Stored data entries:

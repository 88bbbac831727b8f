//! Core conversation types.

pub mod config;
pub mod content;
pub mod errors;
pub mod message;
pub mod role;

pub use config::{ConversationConfig, DEFAULT_PERSONALITY};
pub use content::{ContentBlock, MessageContent, joined_text};
pub use errors::{ConversationError, ConversationResult, LoadWarning};
pub use message::{Message, TIMESTAMP_FORMAT};
pub use role::Role;
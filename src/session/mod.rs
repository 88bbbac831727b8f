//! Conversational session layer shared by the terminal and browser front-ends.
//!
//! - `command`: Voice command recognition (`exit.`, `clear.`, `personality.`)
//! - `assistant`: One full turn: record, render, complete, record the reply
//! - `terminal`: The terminal front-end loop

pub mod assistant;
pub mod command;
pub mod terminal;

#[cfg(test)]
pub(crate) mod testing;

pub use assistant::{Assistant, AssistantSettings, Reply, TurnOutcome};
pub use command::SessionCommand;
pub use terminal::TerminalSession;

[ASSIGNMENT]
Set every entry down once more, exactly as written above.

[REPLY]
repository 88bbbac831727b8f
//! Core conversation types.

pub mod config;
pub mod content;
pub mod errors;
pub mod message;
pub mod role;

pub use config::{ConversationConfig, DEFAULT_PERSONALITY};
pub use content::{ContentBlock, MessageContent, joined_text};
pub use errors::{ConversationError, ConversationResult, LoadWarning};
pub use message::{Message, TIMESTAMP_FORMAT};
pub use role::Role;
filename src/session/mod.rs
repository 88bbbac831727b8f
//! Conversational session layer shared by the terminal and browser front-ends.
//!
//! - `command`: Voice command recognition (`exit.`, `clear.`, `personality.`)
//! - `assistant`: One full turn: record, render, complete, record the reply
//! - `terminal`: The terminal front-end loop

pub mod assistant;
pub mod command;
pub mod terminal;

#[cfg(test)]
pub(crate) mod testing;

pub use assistant::{Assistant, AssistantSettings, Reply, TurnOutcome};
pub use command::SessionCommand;
pub use terminal::TerminalSession;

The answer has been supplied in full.